In the only rhyme break of the poem, Pope speaks of his life: “Let mine, an innocent gay farce appear, / And more diverting still than regular” (lines 25-26).[4] The break in rhyme between “appear” and “regular” playfully marks a departure from the metric structure of the poem in order to reinforce the narrator’s hope that his life appear “more diverting than regular.” Through hoping that his life “appear” as “an innocent gay farce,” Pope introduces a conception of life as a construction that one always performs before a public. Rather than being inherently “an innocent gay farce,” Pope’s narrator seeks to fabricate this appearance for an audience that will presumably be entertained. As a dramatic form whose “sole object is to excite laughter,” the narrator’s desire to style himself as an “innocent gay farce” manifests Pope’s need to control the laughter that his body elicits.[5] Pope’s conception of life as a poetic object in the second stanza of his poem provides a context for the struggling Blount sisters and the public to understand the notion that the subjection of women is a literary problem. Pope opens his third stanza with the couplet, “Too much your sex is by their forms confined, / Severe to all, but most to womankind” (lines 31-32).

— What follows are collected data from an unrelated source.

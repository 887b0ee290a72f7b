use tracing::debug;

use crate::{
    Error, Result,
    api::{ProfileApi, UserSource},
    profile::{Field, JobTitle, LocalFile, ProfileForm, SaveOutcome},
};

/// Drives a [`ProfileForm`] against a server, one request at a time.
///
/// Front ends that need to stay responsive while requests run (the GUI) use the form directly
/// and spawn the requests themselves.
#[derive(Debug)]
pub struct ProfileEditor<A> {
    api: A,
    form: ProfileForm,
}

impl<A> ProfileEditor<A>
where
    A: UserSource + ProfileApi,
{
    /// Fetch the profile of `subject` and start in viewing mode.
    pub async fn load(api: A, subject: &str) -> Result<Self> {
        let record = api.fetch_user(subject).await?;
        Ok(Self {
            form: ProfileForm::new(&record),
            api,
        })
    }

    pub fn form(&self) -> &ProfileForm {
        &self.form
    }

    pub fn begin_edit(&mut self) {
        self.form.begin_edit();
    }

    pub fn cancel(&mut self) {
        self.form.cancel();
    }

    pub fn set_field(&mut self, field: Field, value: impl Into<String>) -> Result<()> {
        let value = value.into();
        if self.form.inputs_disabled() {
            return Err(Error::InvalidTransition(
                "fields can only be changed while editing",
            ));
        }
        if self.form.set_field(field, value.clone()) {
            Ok(())
        } else {
            Err(Error::Validation(format!(
                "'{value}' is not a valid {}",
                field.label().to_lowercase()
            )))
        }
    }

    pub fn set_job_title(&mut self, title: JobTitle) -> Result<()> {
        if self.form.set_job_title(title) {
            Ok(())
        } else {
            Err(Error::InvalidTransition(
                "the job title can only be changed while editing",
            ))
        }
    }

    /// Upload `file` and stage it as the new avatar. On failure the form keeps the preview and
    /// the returned error is the one reported by the server.
    pub async fn upload_avatar(&mut self, file: LocalFile) -> Result<()> {
        let request = self.form.begin_upload(file)?;
        match self.api.upload(&request.file).await {
            Ok(files) => {
                let empty = files.is_empty();
                self.form.finish_upload(request.ticket, Ok::<_, Error>(files));
                if empty {
                    Err(Error::EmptyUpload)
                } else {
                    Ok(())
                }
            }
            Err(err) => {
                self.form.finish_upload(request.ticket, Err::<Vec<_>, _>(&err));
                Err(err)
            }
        }
    }

    /// Persist the staged profile.
    pub async fn save(&mut self) -> Result<SaveOutcome> {
        let request = self.form.begin_submit()?;
        let result = self
            .api
            .update(&request.document_id, &request.payload)
            .await;
        let outcome = self.form.finish_submit(request.ticket, result.as_ref().map(|_| ()));
        debug!("Save finished with {:?}", outcome);

        result.map(|()| outcome)
    }

    /// Fetch the record again. Edits in progress are kept.
    pub async fn reload(&mut self, subject: &str) -> Result<()> {
        let record = self.api.fetch_user(subject).await?;
        self.form.load(&record);
        Ok(())
    }
}

#[cfg(test)]
mod test {
    use super::*;
    use crate::{
        api::stub::StubApi,
        profile::{Mode, SAVED_MESSAGE, UPLOAD_ERROR_MESSAGE, UserRecord},
    };

    fn record() -> UserRecord {
        UserRecord {
            document_id: Some("doc-1".into()),
            nom: Some("Doe".into()),
            prenom: Some("Jane".into()),
            email: Some("jane@club.fr".into()),
            ..UserRecord::default()
        }
    }

    #[tokio::test]
    async fn test_edit_and_save() {
        let api = StubApi::with_record(record());
        let mut editor = ProfileEditor::load(api.clone(), "sub-1").await.unwrap();

        editor.begin_edit();
        editor.set_field(Field::Prenom, "Jane2").unwrap();
        let outcome = editor.save().await.unwrap();

        assert_eq!(outcome, SaveOutcome::Saved(SAVED_MESSAGE));
        assert_eq!(editor.form().mode(), Mode::Viewing);
        assert_eq!(editor.form().profile().prenom, "Jane2");

        let updates = api.updates();
        assert_eq!(updates.len(), 1);
        let (document_id, payload) = updates.first().unwrap();
        assert_eq!(document_id, "doc-1");
        assert_eq!(payload.prenom, "Jane2");
        assert_eq!(payload.image, None);
    }

    #[tokio::test]
    async fn test_upload_then_save_sends_image_id() {
        let api = StubApi::with_record(record());
        let mut editor = ProfileEditor::load(api.clone(), "sub-1").await.unwrap();

        editor.begin_edit();
        editor
            .upload_avatar(LocalFile::new("me.png", vec![1u8, 2, 3]))
            .await
            .unwrap();
        editor.save().await.unwrap();

        let image = editor.form().profile().image.clone().unwrap();
        assert_eq!(image.url, "/uploads/me.png");
        assert_eq!(api.updates().first().unwrap().1.image, image.id);
    }

    #[tokio::test]
    async fn test_failed_upload_blocks_save() {
        let api = StubApi::with_record(record());
        api.fail_uploads(true);
        let mut editor = ProfileEditor::load(api.clone(), "sub-1").await.unwrap();

        editor.begin_edit();
        assert!(
            editor
                .upload_avatar(LocalFile::new("me.png", vec![1u8]))
                .await
                .is_err()
        );

        assert_eq!(editor.form().upload_error(), Some(UPLOAD_ERROR_MESSAGE));
        assert!(matches!(
            editor.save().await,
            Err(Error::InvalidTransition(_))
        ));
        assert!(api.updates().is_empty());
    }

    #[tokio::test]
    async fn test_failed_save_keeps_edits() {
        let api = StubApi::with_record(record());
        api.fail_updates(true);
        let mut editor = ProfileEditor::load(api.clone(), "sub-1").await.unwrap();

        editor.begin_edit();
        editor.set_job_title(JobTitle::PhysicalTrainer).unwrap();

        assert!(matches!(editor.save().await, Err(Error::Status { .. })));
        assert_eq!(editor.form().mode(), Mode::Editing);
        assert_eq!(
            editor.form().profile().titre_emploi,
            JobTitle::PhysicalTrainer
        );
        assert!(editor.form().save_error().is_some());
    }

    #[tokio::test]
    async fn test_load_unknown_subject() {
        let result = ProfileEditor::load(StubApi::default(), "ghost").await;

        assert!(matches!(result, Err(Error::UserNotFound(_))));
    }

    #[tokio::test]
    async fn test_set_field_outside_edit_mode() {
        let mut editor = ProfileEditor::load(StubApi::with_record(record()), "sub-1")
            .await
            .unwrap();

        assert!(matches!(
            editor.set_field(Field::Nom, "Smith"),
            Err(Error::InvalidTransition(_))
        ));

        editor.begin_edit();
        assert!(matches!(
            editor.set_field(Field::Telephone, "call me"),
            Err(Error::Validation(_))
        ));
    }

    #[tokio::test]
    async fn test_cancel_discards_staged_edits() {
        let api = StubApi::with_record(record());
        let mut editor = ProfileEditor::load(api.clone(), "sub-1").await.unwrap();

        editor.begin_edit();
        editor.set_field(Field::Ville, "Nantes").unwrap();
        editor.cancel();
        editor.reload("sub-1").await.unwrap();

        assert_eq!(editor.form().profile().ville, "");
        assert!(api.updates().is_empty());
    }
}
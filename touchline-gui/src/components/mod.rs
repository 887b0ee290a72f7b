pub mod profile_page;
pub mod toast;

The smooth transition from discussing life in terms of genre to the subjection of “womankind” obscures the profoundly radical nature of the notion that a limitation of “forms” constitutes this state of subjection. Given the context of this couplet, the plural noun “forms” signifies both the rules of social propriety and the standards of a particular literary genre. The following line, “Custom, grown blind with age, must be your guide,” completes the effacement of the distinction between these two connotations of form (line 33). “Custom” simultaneously describes a literary and social confinement that is “severe to all, but most to womankind.” Pope’s discussion of these “formal…chains” within verse form suggests that his epistle seeks to exemplify a strategy for living within this state of confinement (line 42). In declaring his desire to shape his self according to the rules of “an innocent gay farce,” Pope provides a model for responding to the confining “forms” of a repressive society. With the personal pronoun “your” in the phrase “your sex,” Pope directly engages both his addressee and the public who reads their seemingly intimate exchange.

The pronoun “Your” marks a shift in the poem from the more abstract portrait of Voiture and the narrator’s imitation of his form of life to the more immediate subject of the reader’s fate. Through introducing this personal pronoun in its possessive form, Pope posits a common sense of belonging among its audience to a particular “sex.” Since the poem culminates in a triumphant “our,” the phrase “your sex” at the opening of the third stanza reveals the developing constitution of a community defined in part by its confinement. The caesura in the second line of this couplet, “Severe to all, but most to Womankind,” emphasizes the increasingly level of specificity in Pope’s imagining of this community. While “all” may be readers and imitators of Voiture, only a particular sex, “your sex,” suffer the most from “severe” forms.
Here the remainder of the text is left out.